Hauteville-House, décembre 1868.
Mon illustre et cher confrère,

J’apprends avec plaisir que je suis un des huit plus vieux de l’Académie. Tout en souhaitant et en espérant la longévité d’autrui, j’ai le droit de tenir peu à la mienne. Ma sortie me semble désormais prochaine et j’en félicite les talents et les renommées qui attendent. Si l’exil m’empêche de donner ma voix, il ne m’empêche pas de donner ma place.
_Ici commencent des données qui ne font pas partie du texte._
//! Test harness: a session wired to the fake transport, with a delegate that
//! records every notification.

#![allow(dead_code)]

use std::sync::Arc;
use std::time::Duration;

use serde_json::json;
use tokio::sync::mpsc;
use tokio::task::JoinHandle;
use wamp::{Anomaly, Dict, Session, SessionConfig, SessionDelegate};
use wamp_protocol::Message;
use wamp_runtime::fake::{FakeTransportBuilder, FakeTransportController};

const NOTICE_TIMEOUT: Duration = Duration::from_secs(5);

pub const SESSION_ID: u64 = 9;

/// Everything the delegate was told, in order.
#[derive(Debug, Clone, PartialEq)]
pub enum Notice {
	Challenge { method: String, extra: Dict },
	Connected(u64),
	Ended(String),
	Anomaly(Anomaly),
}

struct Recorder {
	signature: Option<String>,
	notices: mpsc::UnboundedSender<Notice>,
}

impl SessionDelegate for Recorder {
	fn handle_challenge(&self, auth_method: &str, extra: &Dict) -> Option<String> {
		let _ = self.notices.send(Notice::Challenge {
			method: auth_method.to_string(),
			extra: extra.clone(),
		});
		self.signature.clone()
	}

	fn connected(&self, _session: &Session, session_id: u64) {
		let _ = self.notices.send(Notice::Connected(session_id));
	}

	fn ended(&self, reason: &str) {
		let _ = self.notices.send(Notice::Ended(reason.to_string()));
	}

	fn anomaly(&self, anomaly: &Anomaly) {
		let _ = self.notices.send(Notice::Anomaly(anomaly.clone()));
	}
}

pub fn init_tracing() {
	let _ = tracing_subscriber::fmt()
		.with_max_level(tracing::Level::DEBUG)
		.with_test_writer()
		.try_init();
}

pub struct Harness {
	pub session: Session,
	pub router: FakeTransportController,
	pub run: JoinHandle<()>,
	notices: mpsc::UnboundedReceiver<Notice>,
}

impl Harness {
	pub fn new() -> Self {
		Self::with(SessionConfig::new("realm1"), None)
	}

	/// Harness whose delegate answers every challenge with `signature`.
	pub fn with_signature(signature: &str) -> Self {
		Self::with(SessionConfig::new("realm1"), Some(signature))
	}

	pub fn with(config: SessionConfig, signature: Option<&str>) -> Self {
		init_tracing();
		let (transport, router) = FakeTransportBuilder::new().build();
		let (tx, notices) = mpsc::unbounded_channel();
		let recorder = Recorder {
			signature: signature.map(str::to_string),
			notices: tx,
		};
		let session = Session::with_delegate(config, Arc::new(transport), Arc::new(recorder));
		let run = tokio::spawn({
			let session = session.clone();
			async move { session.run().await }
		});
		Self {
			session,
			router,
			run,
			notices,
		}
	}

	pub async fn notice(&mut self) -> Notice {
		tokio::time::timeout(NOTICE_TIMEOUT, self.notices.recv())
			.await
			.expect("delegate notification should arrive")
			.expect("delegate channel should stay open")
	}

	pub fn no_notice(&mut self) -> bool {
		self.notices.try_recv().is_err()
	}

	pub async fn sent(&self) -> Message {
		self.router.next_sent().await.expect("session should have sent a frame")
	}

	/// Connects, opens the link and waits for HELLO.
	pub async fn open(&mut self, auto_reconnect: bool) -> Message {
		self.session.connect(auto_reconnect).expect("connect should start");
		assert!(self.router.open(), "session should have asked the transport to connect");
		let hello = self.sent().await;
		assert!(matches!(hello, Message::Hello { .. }), "expected HELLO, got {hello:?}");
		hello
	}

	/// Runs the whole handshake up to `connected(SESSION_ID)`.
	pub async fn establish(&mut self) {
		self.open(false).await;
		self.welcome().await;
	}

	pub async fn welcome(&mut self) {
		self.router.inject(&Message::Welcome {
			session: SESSION_ID,
			details: dict(json!({"roles": {"broker": {}, "dealer": {}}})),
		});
		assert_eq!(self.notice().await, Notice::Connected(SESSION_ID));
	}

	/// Waits for `run` to return.
	pub async fn finished(self) {
		tokio::time::timeout(NOTICE_TIMEOUT, self.run)
			.await
			.expect("run should return")
			.expect("run should not panic");
	}
}

/// Builds a dict from a JSON object literal.
pub fn dict(value: serde_json::Value) -> Dict {
	match value {
		serde_json::Value::Object(map) => map,
		other => panic!("expected a JSON object, got {other}"),
	}
}

/// Request id of an outbound request message.
pub fn request_id(message: &Message) -> u64 {
	message.request_id().expect("message should carry a request id")
}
Du reste, dans cet exil, maintenant volontaire, la communication que vous voulez bien me faire vient très à propos. J’ai entrepris, à mes frais, dans mon île, l’amélioration hygiénique et intellectuelle de quarante enfants pauvres, et je saisis avec empressement le moyen de grossir un peu leur petite liste civile. Soyez assez bon pour annoncer à l’Académie que j’accepte, et recevez l’assurance de ma haute considération.

V. H.

Cher Villemain, laissez-moi, en dehors de la lettre officielle, vous serrer la main et vous dire que mon vieux cœur est toujours tout à vous[3].

  1. L’éditeur Lacroix, en annonçant Par ordre du Roi, l’avait qualifié : roman historique.
  2. Archives de la famille de Victor Hugo.
  3. Actes et Paroles. Pendant l’exil. Historique. Édition de l’Imprimerie Nationale.